4. The Rocky Horror Picture Show in Fame
A pivotal moment in Fame, the film about a fictional New York performing arts high school inspired by the true LaGuardia High School for the Performing Arts, sees young Doris’ self-awakening while attending a downtown screening of The Rocky Horror Picture Show. She jumps up onstage to join the performers acting out the scenes in front of the movie screen—as has become the real-life tradition at screenings. Fame became one of the first documents of Rocky Horror’s cult phenomenon, perhaps at its zenith in early 1980s New York.
5. The Unsinkable Molly Brown in Connie and Carla
Nia Vardalos and Toni Collette star in the latter film’s title roles, two musical theatre nerds who inadvertently witness a murder and decide to hide out in Los Angeles as drag queens—the only cover they can think of that still allows them to perform.
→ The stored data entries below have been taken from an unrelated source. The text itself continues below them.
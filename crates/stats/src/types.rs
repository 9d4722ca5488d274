//! Result types shared by every statistical test.

use serde::{Deserialize, Serialize};
use sentiment_impact_core::Flag;

#[derive(Debug, Clone, Copy, PartialEq, Eq, Serialize, Deserialize)]
#[serde(rename_all = "SCREAMING_SNAKE_CASE")]
pub enum EffectSizeKind {
    PearsonR,
    SpearmanRho,
    CohensD,
    EtaSquared,
    EpsilonSquared,
    RankBiserial,
    RSquared,
}

#[derive(Debug, Clone, Copy, PartialEq, Serialize, Deserialize)]
pub struct EffectSize {
    pub kind: EffectSizeKind,
    pub value: f64,
}

impl EffectSize {
    #[must_use]
    pub fn new(kind: EffectSizeKind, value: f64) -> Self {
        Self { kind, value }
    }
}

/// Outcome of one statistical test. A p-value never travels without its effect size.
#[derive(Debug, Clone, PartialEq, Serialize, Deserialize)]
pub struct StatisticalResult {
    pub test_name: String,
    pub statistic: f64,
    pub p_value: f64,
    pub effect_size: EffectSize,
    /// Interval for the effect (coefficient, mean difference) when one is defined.
    pub confidence_interval: Option<(f64, f64)>,
    pub sample_size: usize,
    #[serde(skip_serializing_if = "Option::is_none")]
    pub degrees_of_freedom: Option<f64>,
    /// Bonferroni-corrected p-value when the test belongs to a family.
    pub corrected_p_value: Option<f64>,
    #[serde(default, skip_serializing_if = "Vec::is_empty")]
    pub flags: Vec<Flag>,
    #[serde(default, skip_serializing_if = "Vec::is_empty")]
    pub warnings: Vec<String>,
}

impl StatisticalResult {
    pub fn new(
        test_name: impl Into<String>,
        statistic: f64,
        p_value: f64,
        effect_size: EffectSize,
        sample_size: usize,
    ) -> Self {
        Self {
            test_name: test_name.into(),
            statistic,
            p_value,
            effect_size,
            confidence_interval: None,
            sample_size,
            degrees_of_freedom: None,
            corrected_p_value: None,
            flags: Vec::new(),
            warnings: Vec::new(),
        }
    }

    #[must_use]
    pub fn with_confidence_interval(mut self, ci: (f64, f64)) -> Self {
        self.confidence_interval = Some(ci);
        self
    }

    #[must_use]
    pub fn with_degrees_of_freedom(mut self, df: f64) -> Self {
        self.degrees_of_freedom = Some(df);
        self
    }

    /// Adds a flag once.
    pub fn flag(&mut self, flag: Flag) {
        if !self.flags.contains(&flag) {
            self.flags.push(flag);
        }
    }

    pub fn warn(&mut self, warning: impl Into<String>) {
        self.warnings.push(warning.into());
    }

    #[must_use]
    pub fn has_flag(&self, flag: Flag) -> bool {
        self.flags.contains(&flag)
    }

    /// The corrected p-value when present, else the raw one.
    #[must_use]
    pub fn decision_p_value(&self) -> f64 {
        self.corrected_p_value.unwrap_or(self.p_value)
    }

    /// Significant at `alpha` after correction and backed by a sufficient sample.
    #[must_use]
    pub fn is_significant(&self, alpha: f64) -> bool {
        self.decision_p_value() < alpha && !self.has_flag(Flag::InsufficientSample)
    }
}

/// Whether a budgeted computation ran to completion.
#[derive(Debug, Clone, Copy, PartialEq, Eq, Serialize, Deserialize)]
#[serde(rename_all = "SCREAMING_SNAKE_CASE")]
pub enum RunStatus {
    Complete,
    Partial,
}

/// Bonferroni-corrected p-values: `min(1, p * m)` for a family of `m` tests.
#[must_use]
pub fn bonferroni(p_values: &[f64]) -> Vec<f64> {
    let m = p_values.len() as f64;
    p_values.iter().map(|p| (p * m).min(1.0)).collect()
}

/// Per-test threshold for a family of `m` tests at family-wise level `alpha`.
#[must_use]
pub fn bonferroni_alpha(alpha: f64, m: usize) -> f64 {
    alpha / m.max(1) as f64
}

/// Writes corrected p-values into every member of a family.
pub fn correct_family(results: &mut [StatisticalResult]) {
    let raw: Vec<f64> = results.iter().map(|r| r.p_value).collect();
    for (result, corrected) in results.iter_mut().zip(bonferroni(&raw)) {
        result.corrected_p_value = Some(corrected);
    }
}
Connie and Carla are both especially obsessed with Debbie Reynolds, so it’s no surprise that the film features them watching her in The Unsinkable Molly Brown.
7. The King and I in The Iron Lady
Meryl Streep took on the real-life figure of British Prime Minister Margaret Thatcher for The Iron Lady, a film that uses The King and I to mirror her own romance with an embedded power struggle. The Iron Lady suggests the Rodgers and Hammerstein classic was her favorite musical, with scenes of her watching the 1956 film adaptation and several instances of her dancing with husband Denis to “Shall We Dance.”
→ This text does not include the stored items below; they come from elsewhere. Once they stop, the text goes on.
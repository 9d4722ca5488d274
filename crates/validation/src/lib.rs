//! Data-quality validation.
//!
//! [`validate`] runs six independent checks over events, labels and impact
//! records and folds their issues into a weighted [`QualityReport`].

pub mod checks;
pub mod context;
pub mod score;
pub mod types;
pub mod validator;

pub use context::ValidationContext;
pub use types::{
    QualityCategory, QualityReport, QualityStatus, QualitySummary, Severity, ValidationIssue,
};
pub use validator::{build_report, validate};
8. Damn Yankees in The Scout
In the 1994 film The Scout, Albert Brooks plays a disgraced former baseball scout for the Yankees who discovers an incredible young talent that could get him back in the big leagues. Given the baseball team at play in The Scout’s plot and the story’s focus on a gifted player with the potential to save the day, the filmmakers recognized the not-so-slight connection to the classic Richard Adler and Jerry Ross musical Damn Yankees. They paid homage to that connection by showing Brendan Fraser—playing Steve Nebraska, the could-be baseball sensation—watching the 1958 film adaptation of Damn Yankees on TV in one scene of the film.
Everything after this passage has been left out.